Parallel multi-speed Pursuit-Evasion Game algorithms

Abstract

Pursuit-Evasion Game (PEG) consists of a team of pursuers trying to capture one or more evaders. PEG is important due to its application in surveillance, search and rescue, disaster robotics, boundary defense and so on. In general, PEG requires exponential time to compute the minimum number of pursuers to capture an evader. To mitigate this, we have designed a parallel optimal algorithm to minimize the capture time in PEG. Given a discrete topology, this algorithm also outputs the minimum number of pursuers to capture an evader. We also extended parallel algorithm to consider other versions as: heterogeneous/multi-speed players; the pac-dot technique to increase evader lifetime in a game; and a pruning strategy for pac-dot technique to increase the scalability. The parallel algorithm performance was evaluated by speedup metric and this algorithm and its extensions were simulated and evaluated on many different topologies to validate the viability of our algorithms by discussing and evaluating a set of simulation results.

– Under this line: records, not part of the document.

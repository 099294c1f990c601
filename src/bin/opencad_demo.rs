//! opencad-demo: renders the sample scenes to PPM files.
//!
//! Run: `opencad-demo --out-dir target/scenes`

use std::path::{Path, PathBuf};

use anyhow::{Context, Result};
use clap::{Parser, ValueEnum};
use tracing::info;
use tracing_subscriber::EnvFilter;

use opencad::prelude::*;

const BACKGROUND_COLOR: Color = Color::from_u32(0xFF20_2020);
const FOREGROUND_COLOR: Color = Color::from_u32(0xFF20_20FF);
const GREEN_COLOR: Color = Color::from_u32(0xFF20_FF20);
const RED_COLOR: Color = Color::from_u32(0xFFFF_3030);

/// Grid used by the checker and circle scenes.
const COLS: u32 = 8 * 2;
const ROWS: u32 = 6 * 2;

/// Render the sample scenes with the opencad rasterizer
#[derive(Parser, Debug)]
#[command(name = "opencad-demo")]
#[command(version)]
#[command(about = "Render checkerboard, circle, line and brick scenes to PPM", long_about = None)]
struct Cli {
    /// Directory the images are written to
    #[arg(short, long, default_value = ".")]
    out_dir: PathBuf,

    /// Image width in pixels
    #[arg(long, default_value_t = 800)]
    width: u32,

    /// Image height in pixels
    #[arg(long, default_value_t = 600)]
    height: u32,

    /// Scenes to render (default: all)
    #[arg(short, long, value_enum)]
    scene: Vec<Scene>,

    /// Also write a PNG next to each PPM
    #[arg(long)]
    png: bool,

    /// Log every written file
    #[arg(short, long)]
    verbose: bool,
}

#[derive(Debug, Clone, Copy, PartialEq, Eq, ValueEnum)]
enum Scene {
    Checker,
    Circle,
    Lines,
    Brick,
}

impl Scene {
    const ALL: [Self; 4] = [Self::Checker, Self::Circle, Self::Lines, Self::Brick];

    const fn name(self) -> &'static str {
        match self {
            Self::Checker => "checker",
            Self::Circle => "circle",
            Self::Lines => "lines",
            Self::Brick => "brick",
        }
    }

    fn render(self, buf: &mut PixelBuffer) {
        match self {
            Self::Checker => checker(buf),
            Self::Circle => circles(buf),
            Self::Lines => lines(buf),
            Self::Brick => brick(buf),
        }
    }
}

fn main() -> Result<()> {
    let cli = Cli::parse();

    let default_level = if cli.verbose { "debug" } else { "info" };
    tracing_subscriber::fmt()
        .with_env_filter(
            EnvFilter::try_from_default_env().unwrap_or_else(|_| EnvFilter::new(default_level)),
        )
        .with_writer(std::io::stderr)
        .init();

    let scenes = if cli.scene.is_empty() {
        Scene::ALL.to_vec()
    } else {
        cli.scene.clone()
    };

    let mut buf = PixelBuffer::new(cli.width, cli.height)
        .with_context(|| format!("could not allocate {}x{} buffer", cli.width, cli.height))?;

    for scene in scenes {
        scene.render(&mut buf);
        save(&buf, &cli.out_dir, scene.name(), cli.png)?;
    }

    Ok(())
}

fn save(buf: &PixelBuffer, dir: &Path, name: &str, png: bool) -> Result<()> {
    let path = dir.join(format!("{name}.ppm"));
    save_to_file(buf, &path).with_context(|| format!("could not save file {}", path.display()))?;
    info!(path = %path.display(), "saved");

    if png {
        let path = dir.join(format!("{name}.png"));
        PngEncoder::write_to_file(buf, &path)
            .with_context(|| format!("could not save file {}", path.display()))?;
        info!(path = %path.display(), "saved");
    }

    Ok(())
}

fn cell_size(buf: &PixelBuffer) -> (u32, u32) {
    ((buf.width() / COLS).max(1), (buf.height() / ROWS).max(1))
}

fn lerp(a: f32, b: f32, t: f32) -> f32 {
    a + (b - a) * t
}

fn checker(buf: &mut PixelBuffer) {
    let (cell_w, cell_h) = cell_size(buf);
    fill(buf, BACKGROUND_COLOR);

    for row in 0..ROWS {
        for col in 0..COLS {
            let color = if (col + row) % 2 == 0 {
                FOREGROUND_COLOR
            } else {
                BACKGROUND_COLOR
            };
            Rect::new((col * cell_w) as i32, (row * cell_h) as i32, cell_w, cell_h).draw(buf, color);
        }
    }
}

fn circles(buf: &mut PixelBuffer) {
    let (cell_w, cell_h) = cell_size(buf);
    let radius = cell_w.min(cell_h) as f32;
    fill(buf, BACKGROUND_COLOR);

    for row in 0..ROWS {
        for col in 0..COLS {
            let u = col as f32 / COLS as f32;
            let v = row as f32 / ROWS as f32;
            let t = (u + v) / 2.0;

            let r = lerp((radius / 8.0).floor(), (radius / 2.0).floor(), t) as i32;
            Circle::new(
                (col * cell_w + cell_w / 2) as i32,
                (row * cell_h + cell_h / 2) as i32,
                r,
            )
            .draw(buf, FOREGROUND_COLOR);
        }
    }
}

fn lines(buf: &mut PixelBuffer) {
    let w = buf.width() as i32;
    let h = buf.height() as i32;
    fill(buf, BACKGROUND_COLOR);

    draw_line(buf, 0, 0, w, h, FOREGROUND_COLOR);
    draw_line(buf, w, 0, 0, h, FOREGROUND_COLOR);

    draw_line(buf, 0, 0, w / 4, h, GREEN_COLOR);
    draw_line(buf, w / 4, 0, 0, h, GREEN_COLOR);
    draw_line(buf, w, 0, w / 4 * 3, h, GREEN_COLOR);
    draw_line(buf, w / 4 * 3, 0, w, h, GREEN_COLOR);

    draw_line(buf, 0, h / 2, w, h / 2, RED_COLOR);
    draw_line(buf, w / 2, 0, w / 2, h, RED_COLOR);
}

fn brick(buf: &mut PixelBuffer) {
    fill(buf, Color::from_u32(0xFF00_0000));

    let edges = [
        // Front face
        (200, 400, 400, 400),
        (400, 400, 400, 300),
        (400, 300, 200, 300),
        (200, 300, 200, 400),
        // Top face
        (200, 300, 250, 250),
        (250, 250, 450, 250),
        // Right face
        (400, 400, 450, 350),
        (450, 350, 450, 250),
        (450, 250, 400, 300),
        (400, 300, 400, 400),
    ];
    for (x1, y1, x2, y2) in edges {
        Line::from_coords(x1, y1, x2, y2).draw(buf, Color::WHITE);
    }
}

The parallel algorithm enables us to scale up to 8.13 times with 8 cores compared to state-of-the-art. Considering the complexity of the state space growing up, pruning technique to pac-dot algorithm minimizes the state space and generated transition, and can handle a large number of states (≈830 M) and transitions (≈11 G) generated. In general, our algorithms increase the scalability and make it feasible to compute the PEG optimal strategy for more realistic cases.